Punto tercero. Considera, devoto del Santo, si este divino y amabilísimo Niño Jesús es para ti objeto de ruina o de salud. Mira, si deseas conocerlo, cómo le imitas en la humildad, en la mortificación, en el amor de Dios y del prójimo. Examina tu corazón con sinceridad, y descubrirás la semejanza o desemejanza con el suyo… La adversidad sobre todo es la piedra de toque, la prueba de contradicción que pone en descubierto la virtud sólida, o la oculta miseria de tu corazón. ¿Cómo, pues, te portas en la tribulación? ¿Cómo aceptas los castigos y contradicciones que Dios, cual padre bondadoso, te envía para probarte y acrisolar tu virtud y aumentar tus méritos? ¿Crecen con ellos en tu ánimo, como en el de san José, la sumisión y la paz, la resignación y la paciencia? ¿O quizás concedes los primeros momentos a la desesperación, y los demás a una postración sombría?... ¡Oh qué pequeños son nuestros sacrificios en comparación de los del glorioso patriarca! ¡Qué forzada nuestra conformidad! ¡Cuán imperfecta nuestra paciencia!... ¡Oh santo mío! ¡Cuán lejos estoy de imitarte en los trabajos de la vida! ¡Con mi impaciencia agravo el mal, la expiación en mis manos se convierte en origen de nuevas faltas, y en frutos de perdición los medios de conseguir un premio eterno!... ¡Oh Dios de mi corazón! Todas las criaturas cumplen vuestras amorosas disposiciones sin murmurar ni resistir a ellas, y yo sólo ¿no os daré gusto?... No, Dios mío; de hoy mas, aunque repugne a mi sensualidad el cáliz de amargura, lo aceptaré resignado por venir de vuestras manos, repitiendo en la abundancia y en la escasez, en la salud y en la enfermedad, en la exaltación y en el abatimiento, en la compañía y en la soledad: Padre mío, cúmplase en mi siempre vuestra voluntad santísima; bendito seáis por los siglos. Amén.
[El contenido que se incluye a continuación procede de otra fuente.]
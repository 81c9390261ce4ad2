//! Interactive world viewer -- steer Karel with the keyboard.
//!
//! Run with:
//!   cargo run --example window_demo --features window -p karel-canvas
//!
//! Controls:
//!   Up arrow or W -- move forward (walls and edges block)
//!   Left/Right arrows or A/D -- turn
//!   Space -- put a beeper on the current corner
//!   I -- toggle between the full figure and the simple arrow icon
//!   Escape -- quit

use std::sync::Arc;

use karel_canvas::canvas::{IconStyle, KarelCanvas};
use karel_canvas::surface::DisplayList;
use karel_canvas::window::WindowRenderer;
use karel_world::prelude::*;
use winit::application::ApplicationHandler;
use winit::event::{ElementState, WindowEvent};
use winit::event_loop::{ActiveEventLoop, EventLoop};
use winit::keyboard::{KeyCode, PhysicalKey};
use winit::window::{WindowAttributes, WindowId};

const WINDOW_WIDTH: u32 = 600;
const WINDOW_HEIGHT: u32 = 450;

/// A small world with something of everything: walls, beeper stacks, and a
/// painted corner.
fn sample_world() -> World {
    let mut world = World::new(8, 6);
    world.add_wall(Wall::new(3, 1, Direction::East));
    world.add_wall(Wall::new(3, 2, Direction::East));
    world.add_wall(Wall::new(5, 4, Direction::North));
    world.add_wall(Wall::new(6, 4, Direction::North));
    world.set_beepers(Corner::new(2, 2), 1);
    world.set_beepers(Corner::new(6, 3), 12);
    world.paint_corner(Corner::new(8, 6), Some([0.3, 0.5, 1.0, 1.0]));
    world
}

/// Whether a step forward is blocked by the grid edge or a wall on either
/// side of the crossed boundary.
fn blocked(world: &World, karel: &Karel) -> bool {
    let (da, ds) = karel.facing.delta();
    let target = Corner::new(
        karel.avenue.wrapping_add_signed(da),
        karel.street.wrapping_add_signed(ds),
    );
    if !world.in_bounds(target) {
        return true;
    }
    let ahead = Wall {
        corner: karel.corner(),
        direction: karel.facing,
    };
    let behind = Wall {
        corner: target,
        direction: karel.facing.opposite(),
    };
    world.walls().contains(&ahead) || world.walls().contains(&behind)
}

// ---------------------------------------------------------------------------
// App state
// ---------------------------------------------------------------------------

enum RenderState {
    Pending,
    Running {
        renderer: WindowRenderer,
        scene: DisplayList,
    },
}

struct DemoApp {
    canvas: KarelCanvas,
    world: World,
    karel: Karel,
    render_state: RenderState,
}

impl DemoApp {
    fn redraw(&mut self) {
        if let RenderState::Running { renderer, scene } = &mut self.render_state {
            self.canvas.redraw_all(scene, &self.world, &self.karel);
            renderer.window().request_redraw();
        }
    }
}

impl ApplicationHandler for DemoApp {
    fn resumed(&mut self, event_loop: &ActiveEventLoop) {
        if matches!(self.render_state, RenderState::Running { .. }) {
            return;
        }

        let attrs = WindowAttributes::default()
            .with_title("Karel -- arrows to steer, space for beepers, ESC to quit")
            .with_inner_size(winit::dpi::PhysicalSize::new(WINDOW_WIDTH, WINDOW_HEIGHT));

        match event_loop.create_window(attrs) {
            Ok(window) => {
                let window = Arc::new(window);
                match pollster::block_on(WindowRenderer::new(window.clone())) {
                    Ok(renderer) => {
                        let scene =
                            DisplayList::new(WINDOW_WIDTH as f32, WINDOW_HEIGHT as f32);
                        self.render_state = RenderState::Running { renderer, scene };
                        self.redraw();
                    }
                    Err(e) => {
                        eprintln!("renderer init failed: {e}");
                        event_loop.exit();
                    }
                }
            }
            Err(e) => {
                eprintln!("window creation failed: {e}");
                event_loop.exit();
            }
        }
    }

    fn window_event(
        &mut self,
        event_loop: &ActiveEventLoop,
        _window_id: WindowId,
        event: WindowEvent,
    ) {
        match event {
            WindowEvent::CloseRequested => event_loop.exit(),

            WindowEvent::Resized(size) => {
                if let RenderState::Running { renderer, scene } = &mut self.render_state {
                    renderer.resize(size);
                    scene.resize(size.width as f32, size.height as f32);
                }
                self.redraw();
            }

            WindowEvent::KeyboardInput { event: key_ev, .. } => {
                if key_ev.state != ElementState::Pressed {
                    return;
                }
                match key_ev.physical_key {
                    PhysicalKey::Code(KeyCode::ArrowUp) | PhysicalKey::Code(KeyCode::KeyW) => {
                        if !blocked(&self.world, &self.karel) {
                            let (da, ds) = self.karel.facing.delta();
                            self.karel.avenue = self.karel.avenue.wrapping_add_signed(da);
                            self.karel.street = self.karel.street.wrapping_add_signed(ds);
                            self.redraw();
                        }
                    }
                    PhysicalKey::Code(KeyCode::ArrowLeft) | PhysicalKey::Code(KeyCode::KeyA) => {
                        self.karel.facing = self.karel.facing.left();
                        self.redraw();
                    }
                    PhysicalKey::Code(KeyCode::ArrowRight) | PhysicalKey::Code(KeyCode::KeyD) => {
                        self.karel.facing = self.karel.facing.right();
                        self.redraw();
                    }
                    PhysicalKey::Code(KeyCode::Space) => {
                        self.world.add_beeper(self.karel.corner());
                        self.redraw();
                    }
                    PhysicalKey::Code(KeyCode::KeyI) => {
                        let next = match self.canvas.config().icon {
                            IconStyle::Full => IconStyle::Simple,
                            IconStyle::Simple => IconStyle::Full,
                        };
                        self.canvas.set_icon(next);
                        self.redraw();
                    }
                    PhysicalKey::Code(KeyCode::Escape) => event_loop.exit(),
                    _ => {}
                }
            }

            WindowEvent::RedrawRequested => {
                if let RenderState::Running { renderer, scene } = &mut self.render_state {
                    match renderer.render(scene) {
                        Ok(()) => {}
                        Err(wgpu::SurfaceError::Lost) => {
                            let size = renderer.window().inner_size();
                            renderer.resize(size);
                        }
                        Err(e) => eprintln!("surface error: {e}"),
                    }
                }
            }

            _ => {}
        }
    }
}

fn main() -> Result<(), anyhow::Error> {
    tracing_subscriber::fmt()
        .with_env_filter(tracing_subscriber::EnvFilter::from_default_env())
        .init();

    let event_loop = EventLoop::new()?;
    event_loop.set_control_flow(winit::event_loop::ControlFlow::Wait);

    let mut app = DemoApp {
        canvas: KarelCanvas::default(),
        world: sample_world(),
        karel: Karel::default(),
        render_state: RenderState::Pending,
    };
    event_loop.run_app(&mut app)?;
    Ok(())
}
Obsequio. Rogaré por la conversión de los pecadores, y haré a este fin, los Siete Domingos.
Jaculatoria. Jesús mío, misericordia y perdón por los pobrecitos pecadores.
Oración final para todos los días
Acordaos, oh castísimo esposo de la Virgen María, dulce protector mío san José, que jamás se ha oído decir que ninguno de los que han invocado vuestra protección e implorado vuestro auxilio, haya quedado sin consuelo. Animado con esta confianza, vengo a vuestra presencia y me recomiendo fervorosamente a vuestra bondad. ¡Ah!, no desatendáis mis súplicas, oh padre adoptivo del Redentor, antes bien acogedlas propicio y dignaos socorrerme con piedad.